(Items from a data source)
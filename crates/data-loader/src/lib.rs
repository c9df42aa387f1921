//! # Data Loader Crate
//!
//! This crate handles loading the MovieLens CSV tables into memory.
//!
//! ## Main Components
//!
//! - **types**: Record types (Rating, Movie, Tag) and the Dataset container
//! - **parser**: CSV parsers for the three input tables
//! - **dataset**: Parallel directory load
//! - **error**: Error types for data loading
//!
//! ## Example Usage
//!
//! ```ignore
//! use data_loader::Dataset;
//! use std::path::Path;
//!
//! // Load the entire dataset
//! let dataset = Dataset::load_from_dir(Path::new("data/ml-25m"))?;
//!
//! let (ratings, movies, tags) = dataset.counts();
//! println!("{} ratings over {} movies ({} tags)", ratings, movies, tags);
//!
//! // Look up joined metadata
//! let movie = dataset.get_movie(296).unwrap();
//! println!("{}: {}", movie.title, movie.genres.join("|"));
//! ```

// Public modules
pub mod error;
pub mod types;
pub mod parser;
pub mod dataset;

// Re-export commonly used types for convenience
pub use error::{DataLoadError, Result};
pub use types::{
    // Type aliases
    UserId,
    MovieId,
    // Core types
    Rating,
    Movie,
    Tag,
    Dataset,
    // Sentinel genre label
    NO_GENRES_LABEL,
};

TASK TO COMPLETE:
Each of the lines above should be printed again precisely as it reads.

OUTPUT FOR THIS EXERCISE:
filename crates/data-loader/src/lib.rs
repository c9df42aa387f1921
//! # Data Loader Crate
//!
//! This crate handles loading the MovieLens CSV tables into memory.
//!
//! ## Main Components
//!
//! - **types**: Record types (Rating, Movie, Tag) and the Dataset container
//! - **parser**: CSV parsers for the three input tables
//! - **dataset**: Parallel directory load
//! - **error**: Error types for data loading
//!
//! ## Example Usage
//!
//! ```ignore
//! use data_loader::Dataset;
//! use std::path::Path;
//!
//! // Load the entire dataset
//! let dataset = Dataset::load_from_dir(Path::new("data/ml-25m"))?;
//!
//! let (ratings, movies, tags) = dataset.counts();
//! println!("{} ratings over {} movies ({} tags)", ratings, movies, tags);
//!
//! // Look up joined metadata
//! let movie = dataset.get_movie(296).unwrap();
//! println!("{}: {}", movie.title, movie.genres.join("|"));
//! ```

// Public modules
pub mod error;
pub mod types;
pub mod parser;
pub mod dataset;

// Re-export commonly used types for convenience
pub use error::{DataLoadError, Result};
pub use types::{
    // Type aliases
    UserId,
    MovieId,
    // Core types
    Rating,
    Movie,
    Tag,
    Dataset,
    // Sentinel genre label
    NO_GENRES_LABEL,
};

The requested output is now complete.